Tandis que Josh continuait d'inspecter les penderies sous l'œil attentif de l'avocat des Tremelling, Nathan s'agenouilla devant l'une des tables de chevet. Méthodique, il ouvrit le tiroir et se mit à en tapoter le fond.
— Josh ! s'exclama-t-il lorsqu'il entendit un son creux.
L'autre policier se précipita vers lui :
— Tu as trouvé quelque chose ? s'exclama-t-il.
— Possible. Ecoute.
Josh et Nathan examinèrent avec attention le fond du tiroir jusqu'à découvrir une minuscule encoche dans un coin. Le premier prit dans la mallette qu'ils avaient emporté avec eux une petite pince qu'il introduisit dans le minuscule trou. Avec précaution, il souleva la planche de bois et émit un petit sifflement :
— Tiens donc...
Nathan découvrit à son tour le contenu de la cachette : plusieurs liasses de billets, un bloc-notes et un petit smartphone. Il prit une photo avant de transférer chaque élément dans un sachet transparent qu'il étiqueta avec soin.

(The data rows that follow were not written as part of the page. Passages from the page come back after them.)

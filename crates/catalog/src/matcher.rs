//! Compatibility matching between patches and a target package

use rvx_types::{CompatiblePackage, PatchDescriptor, VersionPolicy};

/// Decide whether `patch` applies to `target_package` at `target_version`.
///
/// A patch without declarations is compatible with every target. Otherwise
/// some declaration must name the target package and pass the version clause
/// of `policy`.
#[must_use]
pub fn is_compatible(
    patch: &PatchDescriptor,
    target_package: &str,
    target_version: &str,
    ignore_version: bool,
    policy: VersionPolicy,
) -> bool {
    patch.is_universal()
        || patch.compatible_packages.iter().any(|declaration| {
            declaration_matches(
                declaration,
                target_package,
                target_version,
                ignore_version,
                policy,
            )
        })
}

/// Check a single declaration against the target
#[must_use]
pub fn declaration_matches(
    declaration: &CompatiblePackage,
    target_package: &str,
    target_version: &str,
    ignore_version: bool,
    policy: VersionPolicy,
) -> bool {
    declaration.name == target_package
        && version_accepted(&declaration.versions, target_version, ignore_version, policy)
}

fn version_accepted(
    versions: &[String],
    target_version: &str,
    ignore_version: bool,
    policy: VersionPolicy,
) -> bool {
    if ignore_version {
        return true;
    }
    let listed = versions.iter().any(|v| v == target_version);
    match policy {
        VersionPolicy::Strict => versions.is_empty() || listed,
        VersionPolicy::Legacy => !versions.is_empty() || listed,
    }
}

#[cfg(test)]
mod tests {
    use super::*;
    use proptest::prelude::*;

    fn example_patch() -> PatchDescriptor {
        PatchDescriptor::new("hide-ads", "1.0.0")
            .with_compatible(CompatiblePackage::new("com.example", ["1.0"]))
    }

    #[test]
    fn test_version_mismatch_depends_on_policy() {
        let patch = example_patch();
        assert!(!is_compatible(&patch, "com.example", "2.0", false, VersionPolicy::Strict));
        assert!(is_compatible(&patch, "com.example", "2.0", false, VersionPolicy::Legacy));
    }

    #[test]
    fn test_listed_version_matches_under_both_policies() {
        let patch = example_patch();
        for policy in [VersionPolicy::Strict, VersionPolicy::Legacy] {
            assert!(is_compatible(&patch, "com.example", "1.0", false, policy));
        }
    }

    #[test]
    fn test_ignore_version() {
        let patch = example_patch();
        assert!(is_compatible(&patch, "com.example", "9.9", true, VersionPolicy::Strict));
    }

    #[test]
    fn test_other_package_never_matches() {
        let patch = example_patch();
        for policy in [VersionPolicy::Strict, VersionPolicy::Legacy] {
            assert!(!is_compatible(&patch, "com.other", "1.0", true, policy));
        }
    }

    #[test]
    fn test_empty_version_list() {
        let patch = PatchDescriptor::new("theme", "1.0.0")
            .with_compatible(CompatiblePackage::any_version("com.example"));
        assert!(is_compatible(&patch, "com.example", "3.1", false, VersionPolicy::Strict));
        // Legacy only accepts an empty list through an exact match, which cannot happen
        assert!(!is_compatible(&patch, "com.example", "3.1", false, VersionPolicy::Legacy));
    }

    proptest! {
        #[test]
        fn universal_patch_matches_any_target(
            package in "[a-z]{1,8}(\\.[a-z]{1,8}){0,3}",
            version in "[0-9]{1,3}(\\.[0-9]{1,3}){0,2}",
            ignore in any::<bool>(),
            legacy in any::<bool>(),
        ) {
            let policy = if legacy { VersionPolicy::Legacy } else { VersionPolicy::Strict };
            let patch = PatchDescriptor::new("universal", "1.0.0");
            prop_assert!(is_compatible(&patch, &package, &version, ignore, policy));
        }

        #[test]
        fn strict_accepts_exactly_listed_versions(
            versions in proptest::collection::vec("[0-9]\\.[0-9]", 1..5),
            target in "[0-9]\\.[0-9]",
        ) {
            let patch = PatchDescriptor::new("p", "1")
                .with_compatible(CompatiblePackage::new("com.example", versions.clone()));
            let expected = versions.contains(&target);
            prop_assert_eq!(
                is_compatible(&patch, "com.example", &target, false, VersionPolicy::Strict),
                expected
            );
            prop_assert!(is_compatible(&patch, "com.example", &target, false, VersionPolicy::Legacy));
        }
    }
}
//! Signing error types

use std::borrow::Cow;

use crate::UserFacingError;
use thiserror::Error;

#[derive(Debug, Clone, Error)]
#[cfg_attr(feature = "serde", derive(serde::Serialize, serde::Deserialize))]
pub enum SigningError {
    #[error("signature verification failed: {reason}")]
    VerificationFailed { reason: String },

    #[error("no trusted key found for signature with key id: {key_id}")]
    NoTrustedKeyFound { key_id: String },

    #[error("invalid signature format: {0}")]
    InvalidSignatureFormat(String),

    #[error("invalid public key format: {0}")]
    InvalidPublicKey(String),

    #[error("keystore not found: {path}")]
    KeystoreNotFound { path: String },

    #[error("failed to unlock keystore {path}: {message}")]
    KeystoreLocked { path: String, message: String },

    #[error("signing failed: {message}")]
    SigningFailed { message: String },
}

impl UserFacingError for SigningError {
    fn user_message(&self) -> Cow<'_, str> {
        Cow::Owned(self.to_string())
    }

    fn user_hint(&self) -> Option<&'static str> {
        match self {
            Self::KeystoreNotFound { .. } => Some("Generate a keystore with `rvx keygen`."),
            Self::KeystoreLocked { .. } => Some("Check the keystore password."),
            _ => None,
        }
    }

    fn user_code(&self) -> Option<&'static str> {
        Some(match self {
            Self::VerificationFailed { .. } => "signing.verification_failed",
            Self::NoTrustedKeyFound { .. } => "signing.no_trusted_key",
            Self::InvalidSignatureFormat(_) => "signing.invalid_signature",
            Self::InvalidPublicKey(_) => "signing.invalid_public_key",
            Self::KeystoreNotFound { .. } => "signing.keystore_not_found",
            Self::KeystoreLocked { .. } => "signing.keystore_locked",
            Self::SigningFailed { .. } => "signing.failed",
        })
    }
}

Les deux enquêteurs examinèrent ensuite la seconde table de chevet. Ils y découvrir une nouvelle cachette contenant d'autres liasses de billets ainsi que ce qui ressemblait à une carte de visite. Avec précaution, Nathan s'en saisit. Un nom et un prénom y étaient inscrits ainsi qu'une série de chiffres. A l'arrière du document, une signature semblait avoir été griffonnée à la hâte.
— C'est quoi ce truc à ton avis ? Tu as déjà entendu parlé de Thomas More ?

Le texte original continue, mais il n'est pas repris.